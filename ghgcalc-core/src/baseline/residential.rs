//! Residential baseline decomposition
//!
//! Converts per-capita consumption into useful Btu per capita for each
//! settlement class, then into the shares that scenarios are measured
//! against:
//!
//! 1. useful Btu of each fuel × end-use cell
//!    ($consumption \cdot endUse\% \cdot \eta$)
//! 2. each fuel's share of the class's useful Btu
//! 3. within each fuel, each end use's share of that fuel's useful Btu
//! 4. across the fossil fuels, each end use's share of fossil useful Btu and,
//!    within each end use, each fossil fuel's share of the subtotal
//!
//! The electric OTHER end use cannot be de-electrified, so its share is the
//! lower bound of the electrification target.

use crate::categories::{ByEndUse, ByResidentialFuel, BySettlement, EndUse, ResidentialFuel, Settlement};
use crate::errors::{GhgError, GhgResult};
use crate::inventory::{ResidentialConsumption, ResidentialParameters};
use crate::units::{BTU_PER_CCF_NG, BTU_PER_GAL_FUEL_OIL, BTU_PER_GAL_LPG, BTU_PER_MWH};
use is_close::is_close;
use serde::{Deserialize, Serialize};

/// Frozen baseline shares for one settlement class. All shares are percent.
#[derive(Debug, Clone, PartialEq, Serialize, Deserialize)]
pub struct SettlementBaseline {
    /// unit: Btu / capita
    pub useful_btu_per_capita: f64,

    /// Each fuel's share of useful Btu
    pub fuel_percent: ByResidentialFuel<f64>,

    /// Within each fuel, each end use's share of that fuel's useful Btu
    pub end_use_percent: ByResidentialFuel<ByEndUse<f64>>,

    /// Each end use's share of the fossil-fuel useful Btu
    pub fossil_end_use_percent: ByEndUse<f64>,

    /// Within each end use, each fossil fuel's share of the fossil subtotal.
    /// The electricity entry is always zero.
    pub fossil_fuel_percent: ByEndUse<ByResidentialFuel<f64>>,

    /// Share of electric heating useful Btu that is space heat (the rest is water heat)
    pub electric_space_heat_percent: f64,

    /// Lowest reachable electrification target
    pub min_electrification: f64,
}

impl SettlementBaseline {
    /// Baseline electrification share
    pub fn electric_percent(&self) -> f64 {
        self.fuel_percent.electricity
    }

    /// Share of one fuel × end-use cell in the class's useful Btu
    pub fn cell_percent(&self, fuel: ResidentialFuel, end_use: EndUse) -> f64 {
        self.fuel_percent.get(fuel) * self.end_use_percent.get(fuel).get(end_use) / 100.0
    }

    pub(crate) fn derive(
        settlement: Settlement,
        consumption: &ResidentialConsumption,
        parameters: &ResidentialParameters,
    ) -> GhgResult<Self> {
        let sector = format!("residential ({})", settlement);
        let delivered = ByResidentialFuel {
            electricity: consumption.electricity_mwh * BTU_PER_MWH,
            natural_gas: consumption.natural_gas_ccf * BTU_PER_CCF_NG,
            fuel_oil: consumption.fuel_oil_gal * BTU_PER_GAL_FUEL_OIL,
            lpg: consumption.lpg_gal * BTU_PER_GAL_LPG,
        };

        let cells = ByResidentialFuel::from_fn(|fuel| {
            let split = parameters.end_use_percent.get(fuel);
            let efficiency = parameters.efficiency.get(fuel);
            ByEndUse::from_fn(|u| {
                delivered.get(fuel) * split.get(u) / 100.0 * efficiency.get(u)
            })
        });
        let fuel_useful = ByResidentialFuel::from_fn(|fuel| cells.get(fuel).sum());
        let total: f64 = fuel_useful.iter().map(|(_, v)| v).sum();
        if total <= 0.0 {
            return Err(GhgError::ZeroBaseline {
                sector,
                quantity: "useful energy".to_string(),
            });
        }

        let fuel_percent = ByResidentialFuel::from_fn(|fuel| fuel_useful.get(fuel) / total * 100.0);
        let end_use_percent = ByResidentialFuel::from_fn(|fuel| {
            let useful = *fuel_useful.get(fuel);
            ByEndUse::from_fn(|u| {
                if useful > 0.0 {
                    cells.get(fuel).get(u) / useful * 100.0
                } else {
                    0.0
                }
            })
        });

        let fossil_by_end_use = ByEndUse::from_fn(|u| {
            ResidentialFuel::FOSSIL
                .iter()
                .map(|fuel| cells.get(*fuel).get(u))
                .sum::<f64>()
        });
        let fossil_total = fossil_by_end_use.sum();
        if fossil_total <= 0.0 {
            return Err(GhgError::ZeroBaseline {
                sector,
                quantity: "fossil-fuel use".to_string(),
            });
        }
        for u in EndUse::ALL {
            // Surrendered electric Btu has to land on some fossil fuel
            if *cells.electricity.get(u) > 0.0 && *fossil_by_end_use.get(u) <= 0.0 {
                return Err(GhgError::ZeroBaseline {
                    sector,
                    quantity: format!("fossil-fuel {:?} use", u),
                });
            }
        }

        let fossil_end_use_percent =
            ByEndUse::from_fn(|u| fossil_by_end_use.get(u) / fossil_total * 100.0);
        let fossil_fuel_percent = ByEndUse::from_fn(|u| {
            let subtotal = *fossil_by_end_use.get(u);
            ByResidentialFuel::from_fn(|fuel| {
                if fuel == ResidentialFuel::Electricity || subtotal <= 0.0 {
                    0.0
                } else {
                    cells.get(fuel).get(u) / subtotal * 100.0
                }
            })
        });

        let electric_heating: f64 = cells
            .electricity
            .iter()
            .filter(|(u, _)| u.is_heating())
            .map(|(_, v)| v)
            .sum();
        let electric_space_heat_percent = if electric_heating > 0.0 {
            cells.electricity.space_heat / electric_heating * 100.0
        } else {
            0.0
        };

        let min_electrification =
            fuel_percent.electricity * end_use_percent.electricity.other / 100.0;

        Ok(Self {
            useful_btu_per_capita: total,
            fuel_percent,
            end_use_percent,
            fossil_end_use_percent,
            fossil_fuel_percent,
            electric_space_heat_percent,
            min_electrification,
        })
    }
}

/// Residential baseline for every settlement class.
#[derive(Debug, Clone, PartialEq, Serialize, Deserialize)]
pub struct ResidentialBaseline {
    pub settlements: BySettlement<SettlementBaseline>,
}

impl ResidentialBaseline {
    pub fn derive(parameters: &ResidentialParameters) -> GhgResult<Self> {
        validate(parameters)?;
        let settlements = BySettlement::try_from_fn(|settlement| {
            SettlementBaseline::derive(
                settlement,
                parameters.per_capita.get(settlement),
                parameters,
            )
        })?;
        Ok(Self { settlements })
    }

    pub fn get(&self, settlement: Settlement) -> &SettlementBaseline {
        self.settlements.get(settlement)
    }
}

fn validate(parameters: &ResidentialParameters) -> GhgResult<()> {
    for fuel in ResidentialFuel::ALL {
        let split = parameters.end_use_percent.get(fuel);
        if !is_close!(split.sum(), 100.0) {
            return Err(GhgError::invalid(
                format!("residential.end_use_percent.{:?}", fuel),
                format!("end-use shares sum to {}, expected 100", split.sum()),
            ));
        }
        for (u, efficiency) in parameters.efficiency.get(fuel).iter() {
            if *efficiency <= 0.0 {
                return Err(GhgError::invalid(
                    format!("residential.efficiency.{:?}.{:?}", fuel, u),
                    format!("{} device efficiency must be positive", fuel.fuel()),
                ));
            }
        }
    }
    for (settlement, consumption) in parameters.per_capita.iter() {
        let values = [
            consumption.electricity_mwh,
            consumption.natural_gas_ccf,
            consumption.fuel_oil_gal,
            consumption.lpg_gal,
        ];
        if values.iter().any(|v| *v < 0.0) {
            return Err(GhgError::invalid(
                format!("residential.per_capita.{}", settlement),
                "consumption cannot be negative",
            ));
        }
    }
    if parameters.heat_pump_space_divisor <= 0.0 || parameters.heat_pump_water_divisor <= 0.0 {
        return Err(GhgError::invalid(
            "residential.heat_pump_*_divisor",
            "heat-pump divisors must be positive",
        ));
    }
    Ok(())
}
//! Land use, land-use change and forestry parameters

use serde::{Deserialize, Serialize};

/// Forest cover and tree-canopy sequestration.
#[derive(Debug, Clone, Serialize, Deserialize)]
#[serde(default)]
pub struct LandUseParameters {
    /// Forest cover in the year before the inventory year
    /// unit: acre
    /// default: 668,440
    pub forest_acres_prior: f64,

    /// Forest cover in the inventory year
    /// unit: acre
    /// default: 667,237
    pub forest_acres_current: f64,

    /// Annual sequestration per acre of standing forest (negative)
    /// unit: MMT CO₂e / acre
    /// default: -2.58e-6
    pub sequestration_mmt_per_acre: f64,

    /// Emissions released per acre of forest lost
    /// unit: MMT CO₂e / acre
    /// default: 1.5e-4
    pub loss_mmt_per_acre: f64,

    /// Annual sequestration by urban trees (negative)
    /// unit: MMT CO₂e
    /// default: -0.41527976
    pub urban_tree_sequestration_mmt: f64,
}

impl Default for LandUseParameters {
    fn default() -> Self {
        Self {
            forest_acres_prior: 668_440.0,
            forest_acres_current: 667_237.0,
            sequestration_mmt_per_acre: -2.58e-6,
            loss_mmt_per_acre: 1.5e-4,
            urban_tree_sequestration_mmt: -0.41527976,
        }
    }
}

**Requirement**
Wherever the word "invalid" appears in a line of the data above, copy that line.

**Reply to the task**
            return Err(GhgError::invalid(
                return Err(GhgError::invalid(
            return Err(GhgError::invalid(
        return Err(GhgError::invalid(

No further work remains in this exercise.